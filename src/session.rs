use parking_lot::Mutex;
use rustc_hash::FxHashMap;
use tracing::debug;
use crate::device_id::{DeviceId, PacketId};
use crate::error::{D2dError, D2dResult};

/// A conversation with a destination device. The session id doubles as the packet id of
///  every packet sent through the session, correlating responses and acks.
#[derive(Debug, Clone, Copy, Eq, PartialEq)]
pub struct Session {
    pub id: u8,
    pub dst_id: DeviceId,
}

impl Session {
    pub fn pkt_id(&self) -> PacketId {
        PacketId(self.id)
    }
}

struct SessionState {
    sessions: FxHashMap<u8, Session>,
    counter: u8,
}

/// The set of open sessions.
///
/// No two open sessions share a correlation slot, i.e. session ids are unique modulo
///  [crate::device_id::SLOT_COUNT]. Since that leaves room for at most `SLOT_COUNT` sessions,
///  opening more fails.
pub struct SessionRegistry {
    state: Mutex<SessionState>,
}

impl Default for SessionRegistry {
    fn default() -> Self {
        SessionRegistry {
            state: Mutex::new(SessionState {
                sessions: FxHashMap::default(),
                counter: 0,
            }),
        }
    }
}

impl SessionRegistry {
    pub fn open(&self, dst_id: DeviceId) -> D2dResult<u8> {
        let mut state = self.state.lock();
        let num_candidates = state.sessions.len() + 1;
        assert!(num_candidates < 256, "number of open sessions is limited by the id space");

        for _ in 0..num_candidates {
            // ids wrap at 255, so a session id never equals the 'empty slot' marker. NB: the u8
            //  counter itself wraps at 256, so 0 comes up twice in a row at the wrap; that
            //  candidate is simply tried twice.
            let candidate = state.counter % 0xFF;
            state.counter = state.counter.wrapping_add(1);

            let slot = PacketId(candidate).slot_index();
            if state.sessions.values().all(|s| s.pkt_id().slot_index() != slot) {
                let session = Session { id: candidate, dst_id };
                state.sessions.insert(candidate, session);
                debug!("opened session {} to {:?}", candidate, dst_id);
                return Ok(candidate);
            }
        }

        debug!("no session id available for {:?}, {} sessions are open", dst_id, state.sessions.len());
        Err(D2dError::SessionsExhausted)
    }

    pub fn close(&self, session_id: u8) -> D2dResult<()> {
        match self.state.lock().sessions.remove(&session_id) {
            Some(session) => {
                debug!("closed session {} to {:?}", session_id, session.dst_id);
                Ok(())
            }
            None => Err(D2dError::NoSuchSession(session_id)),
        }
    }

    pub fn lookup(&self, session_id: u8) -> Option<Session> {
        self.state.lock().sessions.get(&session_id).cloned()
    }

    pub fn len(&self) -> usize {
        self.state.lock().sessions.len()
    }

    pub fn is_empty(&self) -> bool {
        self.len() == 0
    }
}
use bytes::BytesMut;
use std::ops::{Deref, DerefMut};
use crate::error::{D2dError, D2dResult};

/// A raw frame buffer as it is handed to / filled by the link layer.
///
/// Allocation is fallible: running out of memory while receiving is a frame-local error that
///  must not take the dispatcher down. Memory is released when the buffer is dropped.
pub struct PBuf {
    buf: BytesMut,
}

impl PBuf {
    /// allocates an empty buffer with capacity for at least `size` bytes
    pub fn alloc(size: usize) -> D2dResult<PBuf> {
        // BytesMut has no fallible allocation, so the allocation is tried with a Vec first
        let mut reservation: Vec<u8> = Vec::new();
        reservation.try_reserve_exact(size)
            .map_err(|_| D2dError::OutOfMemory(size))?;
        drop(reservation);

        Ok(PBuf { buf: BytesMut::with_capacity(size) })
    }

    pub fn from_slice(data: &[u8]) -> D2dResult<PBuf> {
        let mut result = Self::alloc(data.len())?;
        result.buf.extend_from_slice(data);
        Ok(result)
    }

    pub fn buf_mut(&mut self) -> &mut BytesMut {
        &mut self.buf
    }

    pub fn into_inner(self) -> BytesMut {
        self.buf
    }
}

impl Deref for PBuf {
    type Target = [u8];

    fn deref(&self) -> &Self::Target {
        self.buf.as_ref()
    }
}

impl DerefMut for PBuf {
    fn deref_mut(&mut self) -> &mut Self::Target {
        self.buf.as_mut()
    }
}
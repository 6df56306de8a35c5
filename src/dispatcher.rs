use std::sync::Arc;
use tracing::{debug, info, span, trace, warn, Instrument, Level};
use uuid::Uuid;
use crate::codec;
use crate::config::TransportConfig;
use crate::correlation::ResultTables;
use crate::device_id::{DeviceId, PortId};
use crate::link::LinkLayer;
use crate::packet::Classification;
use crate::pbuf::PBuf;
use crate::request_exec::RequestExecutor;
use crate::security::SecurityCodec;
use crate::send_path::SendPath;

/// The dispatcher is where received frames enter the transport: it waits for the link to signal
///  a frame, decodes it and routes it to relaying, request execution or the correlation tables.
///
/// A bad frame never terminates the dispatcher, it is logged and dropped.
pub struct Dispatcher {
    self_id: DeviceId,
    link: Arc<dyn LinkLayer>,
    security: Arc<dyn SecurityCodec>,
    send_path: SendPath,
    tables: Arc<ResultTables>,
    executor: Arc<RequestExecutor>,
    config: Arc<TransportConfig>,
}

impl Dispatcher {
    pub fn new(
        self_id: DeviceId,
        link: Arc<dyn LinkLayer>,
        security: Arc<dyn SecurityCodec>,
        send_path: SendPath,
        tables: Arc<ResultTables>,
        executor: Arc<RequestExecutor>,
        config: Arc<TransportConfig>,
    ) -> Dispatcher {
        Dispatcher {
            self_id,
            link,
            security,
            send_path,
            tables,
            executor,
            config,
        }
    }

    pub async fn recv_loop(&self) {
        info!("starting receive dispatcher for {:?}", self.self_id);

        while let Some(port) = self.link.wait_ready().await {
            let correlation_id = Uuid::new_v4();
            let span = span!(Level::TRACE, "frame_received", ?correlation_id);
            self.on_frame_ready(port)
                .instrument(span)
                .await;
        }

        info!("link layer closed - receive dispatcher for {:?} terminated", self.self_id);
    }

    async fn on_frame_ready(&self, port: PortId) {
        let mut buf = match PBuf::alloc(self.link.mtu(port)) {
            Ok(buf) => buf,
            Err(e) => {
                warn!("dropping frame on {:?}: {}", port, e);
                return;
            }
        };

        if let Err(e) = self.link.receive(port, buf.buf_mut()).await {
            warn!("error receiving frame on {:?}: {} - dropping", port, e);
            return;
        }
        trace!("received frame on {:?}: {:?}", port, &buf[..]);

        let pkt = match codec::decode(&buf, self.security.as_ref()) {
            Ok(pkt) => pkt,
            Err(e) => {
                debug!("undecodable frame on {:?}: {} - dropping", port, e);
                return;
            }
        };
        drop(buf);

        if pkt.src_id() == self.self_id {
            debug!("received {:?} with own source id on {:?} - dropping", pkt, port);
            return;
        }

        match codec::classify(&pkt, self.self_id) {
            Classification::Proxy => {
                trace!("relaying {:?}", pkt);
                if let Err(e) = self.send_path.forward(pkt.dst_id(), &pkt, self.config.send_timeout).await {
                    debug!("error relaying {:?}: {}", pkt, e);
                }
            }
            Classification::Broadcast => {
                trace!("relaying broadcast {:?}", pkt);
                if let Err(e) = self.send_path.send_broadcast(&pkt, self.config.send_timeout, Some(port)).await {
                    debug!("error relaying broadcast {:?}: {}", pkt, e);
                }
            }
            Classification::Request => self.executor.execute(pkt).await,
            Classification::Response => self.tables.requests.store_response(pkt.pkt_id(), pkt.src_id(), pkt),
            Classification::Ack => self.tables.acks.store_ack(pkt.pkt_id(), pkt.src_id()),
        }
    }
}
.....
▸ **Goal of the exercise**: All of the entries above need to be retyped exactly.

▸ **Solution**:
filename src/session.rs
use parking_lot::Mutex;
use rustc_hash::FxHashMap;
use tracing::debug;
use crate::device_id::{DeviceId, PacketId};
use crate::error::{D2dError, D2dResult};

/// A conversation with a destination device. The session id doubles as the packet id of
///  every packet sent through the session, correlating responses and acks.
#[derive(Debug, Clone, Copy, Eq, PartialEq)]
pub struct Session {
    pub id: u8,
    pub dst_id: DeviceId,
}

impl Session {
    pub fn pkt_id(&self) -> PacketId {
        PacketId(self.id)
    }
}

struct SessionState {
    sessions: FxHashMap<u8, Session>,
    counter: u8,
}

/// The set of open sessions.
///
/// No two open sessions share a correlation slot, i.e. session ids are unique modulo
///  [crate::device_id::SLOT_COUNT]. Since that leaves room for at most `SLOT_COUNT` sessions,
///  opening more fails.
pub struct SessionRegistry {
    state: Mutex<SessionState>,
}

impl Default for SessionRegistry {
    fn default() -> Self {
        SessionRegistry {
            state: Mutex::new(SessionState {
                sessions: FxHashMap::default(),
                counter: 0,
            }),
        }
    }
}

impl SessionRegistry {
    pub fn open(&self, dst_id: DeviceId) -> D2dResult<u8> {
        let mut state = self.state.lock();
        let num_candidates = state.sessions.len() + 1;
        assert!(num_candidates < 256, "number of open sessions is limited by the id space");

        for _ in 0..num_candidates {
            // ids wrap at 255, so a session id never equals the 'empty slot' marker. NB: the u8
            //  counter itself wraps at 256, so 0 comes up twice in a row at the wrap; that
            //  candidate is simply tried twice.
            let candidate = state.counter % 0xFF;
            state.counter = state.counter.wrapping_add(1);

            let slot = PacketId(candidate).slot_index();
            if state.sessions.values().all(|s| s.pkt_id().slot_index() != slot) {
                let session = Session { id: candidate, dst_id };
                state.sessions.insert(candidate, session);
                debug!("opened session {} to {:?}", candidate, dst_id);
                return Ok(candidate);
            }
        }

        debug!("no session id available for {:?}, {} sessions are open", dst_id, state.sessions.len());
        Err(D2dError::SessionsExhausted)
    }

    pub fn close(&self, session_id: u8) -> D2dResult<()> {
        match self.state.lock().sessions.remove(&session_id) {
            Some(session) => {
                debug!("closed session {} to {:?}", session_id, session.dst_id);
                Ok(())
            }
            None => Err(D2dError::NoSuchSession(session_id)),
        }
    }

    pub fn lookup(&self, session_id: u8) -> Option<Session> {
        self.state.lock().sessions.get(&session_id).cloned()
    }

    pub fn len(&self) -> usize {
        self.state.lock().sessions.len()
    }

    pub fn is_empty(&self) -> bool {
        self.len() == 0
    }
}
use bytes::BytesMut;
use std::ops::{Deref, DerefMut};
use crate::error::{D2dError, D2dResult};

/// A raw frame buffer as it is handed to / filled by the link layer.
///
/// Allocation is fallible: running out of memory while receiving is a frame-local error that
///  must not take the dispatcher down. Memory is released when the buffer is dropped.
pub struct PBuf {
    buf: BytesMut,
}

impl PBuf {
    /// allocates an empty buffer with capacity for at least `size` bytes
    pub fn alloc(size: usize) -> D2dResult<PBuf> {
        // BytesMut has no fallible allocation, so the allocation is tried with a Vec first
        let mut reservation: Vec<u8> = Vec::new();
        reservation.try_reserve_exact(size)
            .map_err(|_| D2dError::OutOfMemory(size))?;
        drop(reservation);

        Ok(PBuf { buf: BytesMut::with_capacity(size) })
    }

    pub fn from_slice(data: &[u8]) -> D2dResult<PBuf> {
        let mut result = Self::alloc(data.len())?;
        result.buf.extend_from_slice(data);
        Ok(result)
    }

    pub fn buf_mut(&mut self) -> &mut BytesMut {
        &mut self.buf
    }

    pub fn into_inner(self) -> BytesMut {
        self.buf
    }
}

impl Deref for PBuf {
    type Target = [u8];

    fn deref(&self) -> &Self::Target {
        self.buf.as_ref()
    }
}

impl DerefMut for PBuf {
    fn deref_mut(&mut self) -> &mut Self::Target {
        self.buf.as_mut()
    }
}
repository 6df56306de8a35c5
filename src/dispatcher.rs
use std::sync::Arc;
use tracing::{debug, info, span, trace, warn, Instrument, Level};
use uuid::Uuid;
use crate::codec;
use crate::config::TransportConfig;
use crate::correlation::ResultTables;
use crate::device_id::{DeviceId, PortId};
use crate::link::LinkLayer;
use crate::packet::Classification;
use crate::pbuf::PBuf;
use crate::request_exec::RequestExecutor;
use crate::security::SecurityCodec;
use crate::send_path::SendPath;

/// The dispatcher is where received frames enter the transport: it waits for the link to signal
///  a frame, decodes it and routes it to relaying, request execution or the correlation tables.
///
/// A bad frame never terminates the dispatcher, it is logged and dropped.
pub struct Dispatcher {
    self_id: DeviceId,
    link: Arc<dyn LinkLayer>,
    security: Arc<dyn SecurityCodec>,
    send_path: SendPath,
    tables: Arc<ResultTables>,
    executor: Arc<RequestExecutor>,
    config: Arc<TransportConfig>,
}

impl Dispatcher {
    pub fn new(
        self_id: DeviceId,
        link: Arc<dyn LinkLayer>,
        security: Arc<dyn SecurityCodec>,
        send_path: SendPath,
        tables: Arc<ResultTables>,
        executor: Arc<RequestExecutor>,
        config: Arc<TransportConfig>,
    ) -> Dispatcher {
        Dispatcher {
            self_id,
            link,
            security,
            send_path,
            tables,
            executor,
            config,
        }
    }

    pub async fn recv_loop(&self) {
        info!("starting receive dispatcher for {:?}", self.self_id);

        while let Some(port) = self.link.wait_ready().await {
            let correlation_id = Uuid::new_v4();
            let span = span!(Level::TRACE, "frame_received", ?correlation_id);
            self.on_frame_ready(port)
                .instrument(span)
                .await;
        }

        info!("link layer closed - receive dispatcher for {:?} terminated", self.self_id);
    }

    async fn on_frame_ready(&self, port: PortId) {
        let mut buf = match PBuf::alloc(self.link.mtu(port)) {
            Ok(buf) => buf,
            Err(e) => {
                warn!("dropping frame on {:?}: {}", port, e);
                return;
            }
        };

        if let Err(e) = self.link.receive(port, buf.buf_mut()).await {
            warn!("error receiving frame on {:?}: {} - dropping", port, e);
            return;
        }
        trace!("received frame on {:?}: {:?}", port, &buf[..]);

        let pkt = match codec::decode(&buf, self.security.as_ref()) {
            Ok(pkt) => pkt,
            Err(e) => {
                debug!("undecodable frame on {:?}: {} - dropping", port, e);
                return;
            }
        };
        drop(buf);

        if pkt.src_id() == self.self_id {
            debug!("received {:?} with own source id on {:?} - dropping", pkt, port);
            return;
        }

        match codec::classify(&pkt, self.self_id) {
            Classification::Proxy => {
                trace!("relaying {:?}", pkt);
                if let Err(e) = self.send_path.forward(pkt.dst_id(), &pkt, self.config.send_timeout).await {
                    debug!("error relaying {:?}: {}", pkt, e);
                }
            }
            Classification::Broadcast => {
                trace!("relaying broadcast {:?}", pkt);
                if let Err(e) = self.send_path.send_broadcast(&pkt, self.config.send_timeout, Some(port)).await {
                    debug!("error relaying broadcast {:?}: {}", pkt, e);
                }
            }
            Classification::Request => self.executor.execute(pkt).await,
            Classification::Response => self.tables.requests.store_response(pkt.pkt_id(), pkt.src_id(), pkt),
            Classification::Ack => self.tables.acks.store_ack(pkt.pkt_id(), pkt.src_id()),
        }
    }
}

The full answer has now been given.